__DATA SUPPLIED__:
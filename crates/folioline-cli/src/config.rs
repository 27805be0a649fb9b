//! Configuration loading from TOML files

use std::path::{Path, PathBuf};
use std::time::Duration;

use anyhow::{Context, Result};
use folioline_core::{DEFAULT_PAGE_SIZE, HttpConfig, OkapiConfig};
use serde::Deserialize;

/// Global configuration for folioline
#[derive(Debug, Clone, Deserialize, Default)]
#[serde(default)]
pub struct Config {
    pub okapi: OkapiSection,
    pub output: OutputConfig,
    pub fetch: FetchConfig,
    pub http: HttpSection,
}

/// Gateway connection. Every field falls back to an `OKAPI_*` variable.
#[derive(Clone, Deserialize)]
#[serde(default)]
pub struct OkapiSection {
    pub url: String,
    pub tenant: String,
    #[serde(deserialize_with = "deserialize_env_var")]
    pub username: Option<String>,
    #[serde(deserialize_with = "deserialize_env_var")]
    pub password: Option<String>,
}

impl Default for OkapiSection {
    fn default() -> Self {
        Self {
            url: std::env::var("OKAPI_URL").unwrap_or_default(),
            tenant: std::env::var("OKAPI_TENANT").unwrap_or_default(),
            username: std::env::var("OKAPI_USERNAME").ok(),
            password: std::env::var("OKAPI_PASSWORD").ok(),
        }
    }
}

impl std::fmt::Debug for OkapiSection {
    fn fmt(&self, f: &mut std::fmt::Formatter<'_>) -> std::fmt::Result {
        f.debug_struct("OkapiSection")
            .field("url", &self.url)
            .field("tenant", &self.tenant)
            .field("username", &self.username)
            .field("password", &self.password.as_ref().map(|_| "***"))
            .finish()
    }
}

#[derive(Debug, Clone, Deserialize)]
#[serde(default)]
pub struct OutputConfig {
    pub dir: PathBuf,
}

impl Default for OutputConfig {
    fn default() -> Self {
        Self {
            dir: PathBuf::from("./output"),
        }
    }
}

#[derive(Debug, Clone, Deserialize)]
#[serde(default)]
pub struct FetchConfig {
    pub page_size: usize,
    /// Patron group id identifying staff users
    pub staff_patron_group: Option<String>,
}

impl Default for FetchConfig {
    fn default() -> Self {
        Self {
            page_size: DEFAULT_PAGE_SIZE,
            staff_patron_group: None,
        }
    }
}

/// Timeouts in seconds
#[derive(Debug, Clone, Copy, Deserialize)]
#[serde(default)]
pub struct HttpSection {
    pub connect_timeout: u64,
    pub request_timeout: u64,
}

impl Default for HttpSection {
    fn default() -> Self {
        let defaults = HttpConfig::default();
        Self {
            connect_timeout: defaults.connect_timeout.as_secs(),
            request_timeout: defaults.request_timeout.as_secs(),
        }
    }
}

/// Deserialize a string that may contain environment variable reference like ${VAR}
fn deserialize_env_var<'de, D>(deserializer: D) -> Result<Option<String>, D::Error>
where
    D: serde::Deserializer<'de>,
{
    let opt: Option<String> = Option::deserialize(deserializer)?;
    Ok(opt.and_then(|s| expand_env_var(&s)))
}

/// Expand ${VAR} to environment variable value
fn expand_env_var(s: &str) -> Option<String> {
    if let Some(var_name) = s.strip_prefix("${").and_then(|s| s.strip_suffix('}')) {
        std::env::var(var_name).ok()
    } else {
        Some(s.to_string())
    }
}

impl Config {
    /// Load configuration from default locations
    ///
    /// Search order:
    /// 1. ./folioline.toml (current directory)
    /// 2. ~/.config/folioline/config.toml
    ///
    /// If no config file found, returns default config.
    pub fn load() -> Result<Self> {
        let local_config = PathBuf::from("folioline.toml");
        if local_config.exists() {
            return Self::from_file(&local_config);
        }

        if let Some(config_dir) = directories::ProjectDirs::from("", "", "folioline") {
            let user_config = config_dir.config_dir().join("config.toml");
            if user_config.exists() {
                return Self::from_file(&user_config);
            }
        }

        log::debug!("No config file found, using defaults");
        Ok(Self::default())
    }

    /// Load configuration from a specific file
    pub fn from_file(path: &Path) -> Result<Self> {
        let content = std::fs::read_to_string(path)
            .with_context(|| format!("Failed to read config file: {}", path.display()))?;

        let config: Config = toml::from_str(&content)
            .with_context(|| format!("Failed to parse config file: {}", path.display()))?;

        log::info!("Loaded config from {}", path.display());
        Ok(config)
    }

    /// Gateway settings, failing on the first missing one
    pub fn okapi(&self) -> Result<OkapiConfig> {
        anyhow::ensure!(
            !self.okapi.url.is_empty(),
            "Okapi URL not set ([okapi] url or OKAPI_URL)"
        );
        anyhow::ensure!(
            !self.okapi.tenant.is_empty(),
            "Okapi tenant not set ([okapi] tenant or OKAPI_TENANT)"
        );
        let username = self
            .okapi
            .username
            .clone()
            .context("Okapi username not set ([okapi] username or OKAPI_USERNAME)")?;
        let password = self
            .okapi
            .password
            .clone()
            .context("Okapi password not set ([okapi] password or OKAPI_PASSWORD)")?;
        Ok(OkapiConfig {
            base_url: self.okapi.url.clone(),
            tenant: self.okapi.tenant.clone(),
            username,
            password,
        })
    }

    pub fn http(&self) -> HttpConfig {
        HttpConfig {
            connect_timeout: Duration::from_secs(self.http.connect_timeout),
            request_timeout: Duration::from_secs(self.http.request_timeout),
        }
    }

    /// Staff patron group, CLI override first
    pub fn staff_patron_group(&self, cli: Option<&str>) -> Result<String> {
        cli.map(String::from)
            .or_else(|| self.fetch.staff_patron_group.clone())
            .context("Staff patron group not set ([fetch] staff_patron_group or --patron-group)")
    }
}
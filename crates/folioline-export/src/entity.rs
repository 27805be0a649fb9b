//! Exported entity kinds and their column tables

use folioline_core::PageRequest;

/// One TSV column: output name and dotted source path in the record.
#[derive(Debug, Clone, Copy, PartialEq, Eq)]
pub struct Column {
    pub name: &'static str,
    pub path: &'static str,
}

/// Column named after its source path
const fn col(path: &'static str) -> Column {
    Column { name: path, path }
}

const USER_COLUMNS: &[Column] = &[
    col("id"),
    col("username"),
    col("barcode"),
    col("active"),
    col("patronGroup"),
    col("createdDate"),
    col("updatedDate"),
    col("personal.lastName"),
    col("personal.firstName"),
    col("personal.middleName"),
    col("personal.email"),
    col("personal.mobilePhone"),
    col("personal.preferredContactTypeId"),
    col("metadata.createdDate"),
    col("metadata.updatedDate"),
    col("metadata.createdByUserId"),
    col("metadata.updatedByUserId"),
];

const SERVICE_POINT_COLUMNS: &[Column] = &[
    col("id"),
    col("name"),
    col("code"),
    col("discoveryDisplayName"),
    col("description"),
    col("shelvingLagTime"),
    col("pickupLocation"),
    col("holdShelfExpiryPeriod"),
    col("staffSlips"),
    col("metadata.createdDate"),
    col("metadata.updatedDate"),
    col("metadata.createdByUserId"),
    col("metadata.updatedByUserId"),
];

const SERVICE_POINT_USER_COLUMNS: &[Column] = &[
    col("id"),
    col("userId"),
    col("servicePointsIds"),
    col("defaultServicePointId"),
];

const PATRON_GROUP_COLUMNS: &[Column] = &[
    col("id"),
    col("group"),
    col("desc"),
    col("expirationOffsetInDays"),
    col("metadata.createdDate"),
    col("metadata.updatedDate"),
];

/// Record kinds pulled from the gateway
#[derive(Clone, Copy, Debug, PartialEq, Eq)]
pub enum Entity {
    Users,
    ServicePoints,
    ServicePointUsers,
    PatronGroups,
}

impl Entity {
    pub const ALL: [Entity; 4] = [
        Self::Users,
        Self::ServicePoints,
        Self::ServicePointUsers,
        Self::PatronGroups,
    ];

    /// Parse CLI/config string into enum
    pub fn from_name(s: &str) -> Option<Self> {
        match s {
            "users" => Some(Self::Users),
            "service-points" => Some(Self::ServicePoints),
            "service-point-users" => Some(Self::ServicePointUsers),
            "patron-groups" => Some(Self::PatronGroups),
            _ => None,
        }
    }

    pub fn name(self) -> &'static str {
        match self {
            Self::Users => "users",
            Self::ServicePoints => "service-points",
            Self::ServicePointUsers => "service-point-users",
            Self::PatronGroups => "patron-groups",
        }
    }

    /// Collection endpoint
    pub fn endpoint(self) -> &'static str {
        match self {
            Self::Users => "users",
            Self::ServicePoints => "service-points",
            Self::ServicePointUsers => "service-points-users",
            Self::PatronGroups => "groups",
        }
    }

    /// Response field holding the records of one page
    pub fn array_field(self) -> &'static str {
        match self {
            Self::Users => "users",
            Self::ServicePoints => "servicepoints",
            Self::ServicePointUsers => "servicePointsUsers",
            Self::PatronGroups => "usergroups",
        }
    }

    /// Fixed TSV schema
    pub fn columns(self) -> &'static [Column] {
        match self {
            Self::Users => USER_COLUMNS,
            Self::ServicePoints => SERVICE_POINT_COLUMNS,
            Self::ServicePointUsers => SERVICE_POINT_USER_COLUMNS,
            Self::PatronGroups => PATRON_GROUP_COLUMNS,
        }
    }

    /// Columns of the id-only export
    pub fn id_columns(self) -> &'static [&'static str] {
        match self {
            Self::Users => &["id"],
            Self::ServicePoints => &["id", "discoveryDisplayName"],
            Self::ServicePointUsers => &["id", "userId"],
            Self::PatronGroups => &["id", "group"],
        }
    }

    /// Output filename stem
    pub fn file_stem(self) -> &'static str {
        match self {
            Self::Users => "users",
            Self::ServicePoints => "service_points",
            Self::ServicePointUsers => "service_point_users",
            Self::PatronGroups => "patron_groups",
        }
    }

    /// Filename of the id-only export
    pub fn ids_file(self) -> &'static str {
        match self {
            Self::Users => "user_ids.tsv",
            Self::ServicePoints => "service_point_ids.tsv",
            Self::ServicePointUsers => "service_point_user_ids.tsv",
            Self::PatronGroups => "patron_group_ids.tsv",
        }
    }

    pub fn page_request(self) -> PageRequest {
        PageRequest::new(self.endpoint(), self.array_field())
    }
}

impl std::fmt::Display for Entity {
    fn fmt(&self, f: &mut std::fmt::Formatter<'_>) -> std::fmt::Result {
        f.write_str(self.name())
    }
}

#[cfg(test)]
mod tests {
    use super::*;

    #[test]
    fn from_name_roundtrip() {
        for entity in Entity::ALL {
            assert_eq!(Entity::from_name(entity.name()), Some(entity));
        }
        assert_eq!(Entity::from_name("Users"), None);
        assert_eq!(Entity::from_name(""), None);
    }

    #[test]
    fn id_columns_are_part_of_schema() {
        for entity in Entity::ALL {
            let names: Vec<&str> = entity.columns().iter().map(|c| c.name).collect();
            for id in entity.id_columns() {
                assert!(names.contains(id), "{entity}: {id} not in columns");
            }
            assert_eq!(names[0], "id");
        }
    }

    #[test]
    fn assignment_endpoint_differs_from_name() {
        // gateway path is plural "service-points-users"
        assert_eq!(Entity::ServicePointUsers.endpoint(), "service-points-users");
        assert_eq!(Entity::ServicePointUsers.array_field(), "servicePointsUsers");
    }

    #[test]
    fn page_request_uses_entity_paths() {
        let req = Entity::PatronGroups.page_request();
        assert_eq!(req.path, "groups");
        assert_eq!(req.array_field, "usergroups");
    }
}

__PROBLEM TO WORK ON__:
Check each line of the data above, and please copy the ones in which the string "PageRequest" occurs.

__RESULT__:
use folioline_core::PageRequest;
    pub fn page_request(self) -> PageRequest {
        PageRequest::new(self.endpoint(), self.array_field())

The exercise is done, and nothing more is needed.